■ PROBLEM TO SOLVE: Copy out all lines in the material below that contain the string "graph".

☆ ☆ ☆ ☆

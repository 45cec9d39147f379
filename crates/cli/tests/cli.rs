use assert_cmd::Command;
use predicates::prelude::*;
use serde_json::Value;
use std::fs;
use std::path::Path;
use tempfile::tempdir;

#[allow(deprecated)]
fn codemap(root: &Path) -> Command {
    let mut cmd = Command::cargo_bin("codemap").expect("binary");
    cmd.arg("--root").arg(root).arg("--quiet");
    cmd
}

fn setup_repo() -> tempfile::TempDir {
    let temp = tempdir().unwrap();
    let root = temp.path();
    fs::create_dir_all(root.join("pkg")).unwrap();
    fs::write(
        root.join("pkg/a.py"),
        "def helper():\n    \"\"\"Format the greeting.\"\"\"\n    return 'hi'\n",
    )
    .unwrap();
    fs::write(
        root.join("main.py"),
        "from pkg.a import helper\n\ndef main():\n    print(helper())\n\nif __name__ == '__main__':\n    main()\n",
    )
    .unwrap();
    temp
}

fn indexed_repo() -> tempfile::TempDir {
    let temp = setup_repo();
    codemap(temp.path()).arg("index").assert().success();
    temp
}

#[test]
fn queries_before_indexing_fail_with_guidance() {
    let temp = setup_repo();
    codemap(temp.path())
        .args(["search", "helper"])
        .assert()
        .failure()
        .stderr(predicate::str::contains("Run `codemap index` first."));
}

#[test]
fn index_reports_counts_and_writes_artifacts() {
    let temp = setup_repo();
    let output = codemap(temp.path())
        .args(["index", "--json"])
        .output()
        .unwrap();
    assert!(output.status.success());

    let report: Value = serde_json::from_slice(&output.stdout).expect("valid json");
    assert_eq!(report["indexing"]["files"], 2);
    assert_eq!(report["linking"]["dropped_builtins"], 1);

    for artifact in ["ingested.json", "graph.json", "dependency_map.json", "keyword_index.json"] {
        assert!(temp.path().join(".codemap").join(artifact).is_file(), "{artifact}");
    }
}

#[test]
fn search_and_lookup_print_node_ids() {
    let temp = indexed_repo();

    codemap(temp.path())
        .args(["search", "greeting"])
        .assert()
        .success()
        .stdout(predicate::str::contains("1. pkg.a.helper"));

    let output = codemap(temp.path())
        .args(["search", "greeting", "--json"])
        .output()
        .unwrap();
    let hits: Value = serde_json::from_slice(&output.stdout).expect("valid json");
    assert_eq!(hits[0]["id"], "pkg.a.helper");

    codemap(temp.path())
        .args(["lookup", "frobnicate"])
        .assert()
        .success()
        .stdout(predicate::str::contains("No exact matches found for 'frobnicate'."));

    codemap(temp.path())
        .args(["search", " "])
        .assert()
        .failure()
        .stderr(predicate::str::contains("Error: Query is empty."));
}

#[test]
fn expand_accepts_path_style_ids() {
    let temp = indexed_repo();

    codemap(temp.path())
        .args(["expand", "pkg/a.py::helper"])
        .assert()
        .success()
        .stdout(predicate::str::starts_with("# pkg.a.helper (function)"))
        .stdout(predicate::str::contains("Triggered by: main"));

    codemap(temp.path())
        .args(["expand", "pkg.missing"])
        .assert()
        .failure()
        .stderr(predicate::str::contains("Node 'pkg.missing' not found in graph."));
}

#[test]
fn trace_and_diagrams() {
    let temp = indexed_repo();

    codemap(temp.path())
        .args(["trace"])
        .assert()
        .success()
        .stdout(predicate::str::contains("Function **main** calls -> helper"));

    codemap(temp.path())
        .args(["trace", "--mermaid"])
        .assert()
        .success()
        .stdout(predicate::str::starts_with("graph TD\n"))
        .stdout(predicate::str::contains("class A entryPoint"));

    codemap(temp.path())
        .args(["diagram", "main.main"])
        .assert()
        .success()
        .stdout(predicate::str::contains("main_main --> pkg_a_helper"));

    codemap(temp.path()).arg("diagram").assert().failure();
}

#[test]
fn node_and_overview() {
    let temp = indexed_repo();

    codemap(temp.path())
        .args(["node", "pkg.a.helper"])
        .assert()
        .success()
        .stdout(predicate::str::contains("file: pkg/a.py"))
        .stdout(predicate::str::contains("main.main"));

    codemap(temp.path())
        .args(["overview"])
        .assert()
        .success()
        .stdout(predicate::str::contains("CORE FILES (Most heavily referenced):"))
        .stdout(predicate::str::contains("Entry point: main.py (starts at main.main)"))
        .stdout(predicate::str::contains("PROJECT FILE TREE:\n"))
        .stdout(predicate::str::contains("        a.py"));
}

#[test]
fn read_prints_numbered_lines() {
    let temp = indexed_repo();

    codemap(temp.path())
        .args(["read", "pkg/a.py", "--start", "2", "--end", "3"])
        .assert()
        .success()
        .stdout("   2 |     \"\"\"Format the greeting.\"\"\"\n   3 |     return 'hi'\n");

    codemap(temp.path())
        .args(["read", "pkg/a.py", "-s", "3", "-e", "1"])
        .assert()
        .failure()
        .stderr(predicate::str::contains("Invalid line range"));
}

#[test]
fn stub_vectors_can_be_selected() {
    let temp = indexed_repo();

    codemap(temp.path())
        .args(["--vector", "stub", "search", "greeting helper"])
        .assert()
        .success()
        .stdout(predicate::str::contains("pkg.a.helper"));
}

☆ ☆ ☆ ☆

■ TASK ANSWER:
    for artifact in ["ingested.json", "graph.json", "dependency_map.json", "keyword_index.json"] {
        .stderr(predicate::str::contains("Node 'pkg.missing' not found in graph."));
        .stdout(predicate::str::starts_with("graph TD\n"))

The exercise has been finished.